Legislation giving effect to the government’s revised settings for the Stage 3 tax cuts has been passed by both houses of Parliament with the support of the Coalition.

The stage 3 tax cut changes:

  • Reduce the 19% tax rate to 16% for incomes between $18,200 and $45,000.
  • Reduce the 32.5% tax rate to 30% for incomes between $45,000 and the new $135,000 threshold.
  • Increase the threshold at which the 37% tax rate applies from $120,000 to $135,000.
  • Increase the threshold at which the 45% tax rate applies from $180,000 to $190,000.

A permanent tax saving

Many taxpayers and their advisers focus on timing issues around year-end by deferring income and bringing forward deductions. Legitimate steps can be taken to shift taxable income from one year to the next and most people would prefer to pay tax next year rather than this year. However, any benefit gained reverses in the following year when you have to do it all again just to stand still. It’s a lot of effort for a once off timing advantage.

The difference with the 1 July 2024 tax rate changes is that reducing your taxable income in 2023-24 and increasing it in 2024-25 (where it is taxed at a lower rate) produces a permanent saving over the two-year period – a saving you get to keep. That may make such timing issues worth another look.

How much can you save?

That depends on your where you sit on the income scales and how much taxable income is shifted. Very high income earners will have a marginal tax rate of 45% regardless of whether they shift income and deductions around, and those on lower incomes don’t pay much tax to begin with, so their potential savings are less.

But for anyone who expects to fall in the taxable income range of $120,000 to $135,000, for example, there is a permanent saving of 7% on up to $15,000 in taxable income that is shifted from 2023-24 into 2024-25.

Take someone in that income range who owns a rental property which is in need of a $15,000 paint job, and who was planning to get it done by Christmas. They could save themselves $1,050 by arranging to have the job done in May or June. Not a fortune, but not chickenfeed either.

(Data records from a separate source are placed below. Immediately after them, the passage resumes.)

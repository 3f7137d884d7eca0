//! # Sequence Numbers
//!
//! Sequence numbers arrive from the command line as `u64`. The deployment
//! sequence stays `u64`, but the group and order tiers are `u32` on chain.
//! Narrowing is always checked: a value above `u32::MAX` is a validation
//! failure, never a silent truncation.

use serde::{Deserialize, Serialize};

use crate::error::ValidationError;

/// Default `--dseq` for filters (0 means "no constraint").
pub const DEFAULT_DEPLOYMENT_SEQUENCE: u64 = 0;

/// Default `--gseq`, shared by identifier and filter flags.
pub const DEFAULT_GROUP_SEQUENCE: u64 = 1;

/// Default `--oseq`, shared by identifier and filter flags.
pub const DEFAULT_ORDER_SEQUENCE: u64 = 1;

/// The sequence flag a value came from, used to label range errors.
#[derive(Debug, Clone, Copy, PartialEq, Eq, Hash, Serialize, Deserialize)]
#[serde(rename_all = "snake_case")]
pub enum SequenceField {
    /// `gseq`
    Group,
    /// `oseq`
    Order,
}

impl SequenceField {
    /// The flag name as typed on the command line.
    pub fn flag_name(self) -> &'static str {
        match self {
            Self::Group => "gseq",
            Self::Order => "oseq",
        }
    }
}

impl std::fmt::Display for SequenceField {
    fn fmt(&self, f: &mut std::fmt::Formatter<'_>) -> std::fmt::Result {
        f.write_str(self.flag_name())
    }
}

/// Narrow a raw sequence flag to the `u32` domain.
///
/// # Errors
///
/// Returns [`ValidationError::SequenceOutOfRange`] when `raw > u32::MAX`.
pub fn narrow_sequence(field: SequenceField, raw: u64) -> Result<u32, ValidationError> {
    u32::try_from(raw).map_err(|_| ValidationError::SequenceOutOfRange { field, value: raw })
}
//! # Identifier Chain
//!
//! `DeploymentId → GroupId → OrderId → BidId → LeaseId`. Each tier embeds
//! the complete tier below it plus exactly one new component, so a
//! [`GroupId`] can never exist without its [`DeploymentId`]. On the wire the
//! nesting is flattened: a `BidId` serializes as
//! `{owner, dseq, gseq, oseq, provider}`.
//!
//! [`LeaseId`] shares the exact layout of [`BidId`]. It is a transparent
//! wrapper, not a second field list, and converts losslessly in both
//! directions.

use serde::Serialize;

use crate::address::AccAddress;

/// Identifies a deployment: owner address plus deployment sequence.
#[derive(Debug, Clone, PartialEq, Eq, Hash, Serialize)]
pub struct DeploymentId {
    owner: String,
    dseq: u64,
}

impl DeploymentId {
    /// Build a deployment identifier. The owner is taken as given.
    pub fn new(owner: impl Into<String>, dseq: u64) -> Self {
        Self {
            owner: owner.into(),
            dseq,
        }
    }

    /// Owner account address.
    pub fn owner(&self) -> &str {
        &self.owner
    }

    /// Deployment sequence.
    pub fn dseq(&self) -> u64 {
        self.dseq
    }
}

impl std::fmt::Display for DeploymentId {
    fn fmt(&self, f: &mut std::fmt::Formatter<'_>) -> std::fmt::Result {
        write!(f, "{}/{}", self.owner, self.dseq)
    }
}

/// Identifies a group within a deployment.
#[derive(Debug, Clone, PartialEq, Eq, Hash, Serialize)]
pub struct GroupId {
    #[serde(flatten)]
    deployment: DeploymentId,
    gseq: u32,
}

impl GroupId {
    /// Extend a deployment identifier with a group sequence.
    pub fn new(deployment: DeploymentId, gseq: u32) -> Self {
        Self { deployment, gseq }
    }

    /// The enclosing deployment.
    pub fn deployment_id(&self) -> &DeploymentId {
        &self.deployment
    }

    /// Owner account address.
    pub fn owner(&self) -> &str {
        self.deployment.owner()
    }

    /// Deployment sequence.
    pub fn dseq(&self) -> u64 {
        self.deployment.dseq()
    }

    /// Group sequence.
    pub fn gseq(&self) -> u32 {
        self.gseq
    }
}

impl std::fmt::Display for GroupId {
    fn fmt(&self, f: &mut std::fmt::Formatter<'_>) -> std::fmt::Result {
        write!(f, "{}/{}", self.deployment, self.gseq)
    }
}

/// Identifies an order opened for a group.
#[derive(Debug, Clone, PartialEq, Eq, Hash, Serialize)]
pub struct OrderId {
    #[serde(flatten)]
    group: GroupId,
    oseq: u32,
}

impl OrderId {
    /// Extend a group identifier with an order sequence.
    pub fn new(group: GroupId, oseq: u32) -> Self {
        Self { group, oseq }
    }

    /// The enclosing group.
    pub fn group_id(&self) -> &GroupId {
        &self.group
    }

    /// The enclosing deployment.
    pub fn deployment_id(&self) -> &DeploymentId {
        self.group.deployment_id()
    }

    /// Owner account address.
    pub fn owner(&self) -> &str {
        self.group.owner()
    }

    /// Deployment sequence.
    pub fn dseq(&self) -> u64 {
        self.group.dseq()
    }

    /// Group sequence.
    pub fn gseq(&self) -> u32 {
        self.group.gseq()
    }

    /// Order sequence.
    pub fn oseq(&self) -> u32 {
        self.oseq
    }
}

impl std::fmt::Display for OrderId {
    fn fmt(&self, f: &mut std::fmt::Formatter<'_>) -> std::fmt::Result {
        write!(f, "{}/{}", self.group, self.oseq)
    }
}

/// Identifies a provider's bid on an order.
#[derive(Debug, Clone, PartialEq, Eq, Hash, Serialize)]
pub struct BidId {
    #[serde(flatten)]
    order: OrderId,
    provider: AccAddress,
}

impl BidId {
    /// Extend an order identifier with a decoded provider address.
    pub fn new(order: OrderId, provider: AccAddress) -> Self {
        Self { order, provider }
    }

    /// The enclosing order.
    pub fn order_id(&self) -> &OrderId {
        &self.order
    }

    /// The enclosing group.
    pub fn group_id(&self) -> &GroupId {
        self.order.group_id()
    }

    /// The enclosing deployment.
    pub fn deployment_id(&self) -> &DeploymentId {
        self.order.deployment_id()
    }

    /// Owner account address.
    pub fn owner(&self) -> &str {
        self.order.owner()
    }

    /// Deployment sequence.
    pub fn dseq(&self) -> u64 {
        self.order.dseq()
    }

    /// Group sequence.
    pub fn gseq(&self) -> u32 {
        self.order.gseq()
    }

    /// Order sequence.
    pub fn oseq(&self) -> u32 {
        self.order.oseq()
    }

    /// Provider account address.
    pub fn provider(&self) -> &AccAddress {
        &self.provider
    }
}

impl std::fmt::Display for BidId {
    fn fmt(&self, f: &mut std::fmt::Formatter<'_>) -> std::fmt::Result {
        write!(f, "{}/{}", self.order, self.provider)
    }
}

/// Identifies a lease. Same layout as the [`BidId`] it was won with.
#[derive(Debug, Clone, PartialEq, Eq, Hash, Serialize)]
#[serde(transparent)]
#[repr(transparent)]
pub struct LeaseId(BidId);

impl LeaseId {
    /// The bid this lease was created from.
    pub fn bid_id(&self) -> &BidId {
        &self.0
    }

    /// Unwrap into the bid identifier.
    pub fn into_bid_id(self) -> BidId {
        self.0
    }
}

impl From<BidId> for LeaseId {
    fn from(bid: BidId) -> Self {
        Self(bid)
    }
}

impl From<LeaseId> for BidId {
    fn from(lease: LeaseId) -> Self {
        lease.0
    }
}

impl std::ops::Deref for LeaseId {
    type Target = BidId;

    fn deref(&self) -> &BidId {
        &self.0
    }
}

impl std::fmt::Display for LeaseId {
    fn fmt(&self, f: &mut std::fmt::Formatter<'_>) -> std::fmt::Result {
        self.0.fmt(f)
    }
}
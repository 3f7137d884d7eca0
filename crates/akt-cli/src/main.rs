//! # akt CLI entry point
//!
//! Parses command-line arguments, loads the optional configuration file and
//! dispatches to subcommand handlers.

use std::path::PathBuf;
use std::process::ExitCode;

use clap::{CommandFactory, Parser, Subcommand};
use tracing_subscriber::EnvFilter;

use akt_cli::config::ClientConfig;
use akt_cli::node::{run_node, NodeArgs};
use akt_cli::project::{run_project, ProjectArgs};
use akt_cli::query::{run_query, QueryCmdArgs};

/// akt marketplace client.
///
/// Composes validated deployment, group, order, bid and lease identifiers
/// and list filters from command-line flags.
#[derive(Parser, Debug)]
#[command(name = "akt", version, about, long_about = None)]
struct Cli {
    /// Enable verbose output. Repeat for more verbosity (-v, -vv, -vvv).
    #[arg(short, long, action = clap::ArgAction::Count, global = true)]
    verbose: u8,

    /// Path to configuration file.
    #[arg(long, global = true)]
    config: Option<PathBuf>,

    #[command(subcommand)]
    command: Commands,
}

#[derive(Subcommand, Debug)]
enum Commands {
    /// Querying subcommands.
    Query(QueryCmdArgs),

    /// Interact with and get information about Nodes.
    Node(NodeArgs),

    /// Project management subcommands.
    Project(ProjectArgs),
}

fn main() -> ExitCode {
    let cli = Cli::parse();

    let filter = match cli.verbose {
        0 => EnvFilter::new("warn"),
        1 => EnvFilter::new("info"),
        2 => EnvFilter::new("debug"),
        _ => EnvFilter::new("trace"),
    };

    tracing_subscriber::fmt()
        .with_env_filter(filter)
        .with_target(false)
        .with_writer(std::io::stderr)
        .init();

    tracing::debug!("akt CLI v{} starting", env!("CARGO_PKG_VERSION"));

    match run(cli) {
        Ok(code) => ExitCode::from(code),
        Err(e) => {
            tracing::error!("{e:#}");
            ExitCode::from(1)
        }
    }
}

fn run(cli: Cli) -> anyhow::Result<u8> {
    match cli.command {
        Commands::Query(args) => {
            let config = ClientConfig::load(cli.config.as_deref())?;
            let codec = config.address_codec()?;
            run_query(&args, &codec)
        }
        Commands::Node(args) => run_node(&args, Cli::command()),
        Commands::Project(args) => run_project(&args, Cli::command()),
    }
}

#[cfg(test)]
mod tests {
    use super::*;

    #[test]
    fn cli_definition_is_consistent() {
        Cli::command().debug_assert();
    }

    #[test]
    fn cli_parse_deployment_get() {
        let cli = Cli::try_parse_from([
            "akt", "query", "deployment", "get", "--owner", "o", "--dseq", "1", "--chain-id",
            "testnet",
        ])
        .unwrap();
        assert!(matches!(cli.command, Commands::Query(_)));
    }

    #[test]
    fn cli_parse_missing_required_owner() {
        let err = Cli::try_parse_from([
            "akt", "query", "deployment", "get", "--dseq", "1", "--chain-id", "testnet",
        ])
        .unwrap_err();
        assert_eq!(err.kind(), clap::error::ErrorKind::MissingRequiredArgument);
    }

    #[test]
    fn cli_parse_bid_get_missing_provider() {
        let err = Cli::try_parse_from([
            "akt", "query", "market", "bid", "get", "--owner", "o", "--dseq", "1",
            "--chain-id", "testnet",
        ])
        .unwrap_err();
        assert_eq!(err.kind(), clap::error::ErrorKind::MissingRequiredArgument);
    }

    #[test]
    fn cli_parse_node_without_subcommand() {
        let cli = Cli::try_parse_from(["akt", "node"]).unwrap();
        assert!(matches!(cli.command, Commands::Node(NodeArgs { command: None })));
    }

    #[test]
    fn cli_parse_project_init() {
        let cli = Cli::try_parse_from(["akt", "project", "init"]).unwrap();
        assert!(matches!(cli.command, Commands::Project(_)));
    }

    #[test]
    fn cli_parse_verbose_levels() {
        let cli0 = Cli::try_parse_from(["akt", "node"]).unwrap();
        assert_eq!(cli0.verbose, 0);

        let cli2 = Cli::try_parse_from(["akt", "-vv", "node"]).unwrap();
        assert_eq!(cli2.verbose, 2);

        let cli3 = Cli::try_parse_from(["akt", "node", "status", "-vvv"]).unwrap();
        assert_eq!(cli3.verbose, 3);
    }

    #[test]
    fn cli_parse_config_option() {
        let cli = Cli::try_parse_from(["akt", "--config", "akt.yaml", "node"]).unwrap();
        assert_eq!(cli.config, Some(PathBuf::from("akt.yaml")));
    }

    #[test]
    fn cli_parse_no_subcommand_errors() {
        assert!(Cli::try_parse_from(["akt"]).is_err());
    }

    #[test]
    fn run_rejects_out_of_range_gseq() {
        let cli = Cli::try_parse_from([
            "akt", "query", "deployment", "group", "get", "--owner", "o", "--dseq", "1",
            "--gseq", "4294967296", "--chain-id", "testnet",
        ])
        .unwrap();
        assert!(run(cli).is_err());
    }

    #[test]
    fn run_rejects_missing_config_file() {
        let cli = Cli::try_parse_from([
            "akt", "--config", "/nonexistent/akt.yaml", "query", "deployment", "get",
            "--owner", "o", "--dseq", "1", "--chain-id", "testnet",
        ])
        .unwrap();
        assert!(run(cli).is_err());
    }

    #[test]
    fn run_node_status_succeeds() {
        let cli = Cli::try_parse_from(["akt", "node", "status"]).unwrap();
        assert_eq!(run(cli).unwrap(), 0);
    }
}
//! # Node Subcommand
//!
//! Placeholder for node interaction. Both `akt node` and `akt node status`
//! display their help and exit successfully.

use anyhow::Result;
use clap::{Args, Command, Subcommand};

use crate::print_help;

/// Arguments for the `akt node` subcommand.
#[derive(Args, Debug)]
pub struct NodeArgs {
    #[command(subcommand)]
    pub command: Option<NodeCommand>,
}

/// Node subcommands.
#[derive(Subcommand, Debug)]
pub enum NodeCommand {
    /// Query information about a node, the default is the current specified node.
    Status,
}

/// Execute the node subcommand.
pub fn run_node(args: &NodeArgs, root: Command) -> Result<u8> {
    match args.command {
        None => print_help(root, &["node"])?,
        Some(NodeCommand::Status) => print_help(root, &["node", "status"])?,
    }
    Ok(0)
}
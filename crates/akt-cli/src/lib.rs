//! # akt-cli: Command-Line Client for the akt Marketplace
//!
//! Provides the `akt` binary. Flag groups are declared once in [`args`] and
//! reused by every command that needs them; handlers turn the parsed flags
//! into `akt-core` values and compose validated identifiers and filters.
//!
//! ## Subcommands
//!
//! - `akt query deployment get|list`, `akt query deployment group get`
//! - `akt query market order|bid|lease get|list`
//! - `akt node status`: placeholder, shows help.
//! - `akt project init`: placeholder, shows help.
//!
//! ```bash
//! akt query market bid get --chain-id akashnet-2 \
//!     --owner akash1... --dseq 5 --gseq 2 --oseq 3 --provider akash1...
//! ```
//!
//! ## Crate Policy
//!
//! - Argument parsing is separated from composition; no validation logic here.
//! - Errors carry context naming the tier that failed to build.
//! - Rendered output goes to stdout, logs go to stderr.

pub mod args;
pub mod config;
pub mod node;
pub mod output;
pub mod project;
pub mod query;

use anyhow::{Context, Result};
use clap::Command;

/// Render the help of the subcommand at `path` below `root`.
pub fn help_text(mut root: Command, path: &[&str]) -> Result<String> {
    root.build();
    let mut cmd = &mut root;
    for name in path {
        cmd = cmd
            .find_subcommand_mut(name)
            .with_context(|| format!("unknown subcommand: {name}"))?;
    }
    Ok(cmd.render_help().to_string())
}

/// Print the help of the subcommand at `path` below `root` to stdout.
pub fn print_help(root: Command, path: &[&str]) -> Result<()> {
    print!("{}", help_text(root, path)?);
    Ok(())
}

So, how can you go about shifting taxable income into 2024-25?

Before looking at various options, it is necessary to point out that the tax laws include anti-avoidance rules that prevent tax planning strategies which have as their sole or dominant purpose the gaining of a tax advantage. However, if you are simply bringing forward ordinary business-related purchases that you would have made anyway, those rules are unlikely to be triggered. To make certain you stay on the right side of the tax rules you should check with us before taking any action.

Bringing deductions forward

Subject to that necessary reservation, and depending on your expected taxable income, bringing deductions forward into the 2023-24 income year offers the widest range of options for achieving a permanent tax saving. Bear in mind that bringing purchases forward does involve an earlier than planned cashflow impact that you would need to fund. Options include:

Rental properties

If you have a rental property that is in need of any sort of maintenance or repairs, why not get on to it now? You’ll be bringing the deduction into 2023-24 and keeping your tenants happy at the same time. There can sometimes be a fine line between repairs (deductible immediately) and improvements (deductible over time). We can help you sort out which is which.

Gifts and donations

If you have a tradition of gifting and donating, maybe to telethons and appeals that occur later in the year, consider making those donations to the charities before the end of June 2024. Charities are more than happy to receive donations at any time of the year, and if the taxman can give it an extra boost, why not? Double check that your chosen charity is a deductible gift recipient.

Superannuation

Consider making after-tax contributions into your super fund. But be mindful of contribution caps and the additional 15% tax on contributions made by high income earners. You should seek financial advice prior to taking any action.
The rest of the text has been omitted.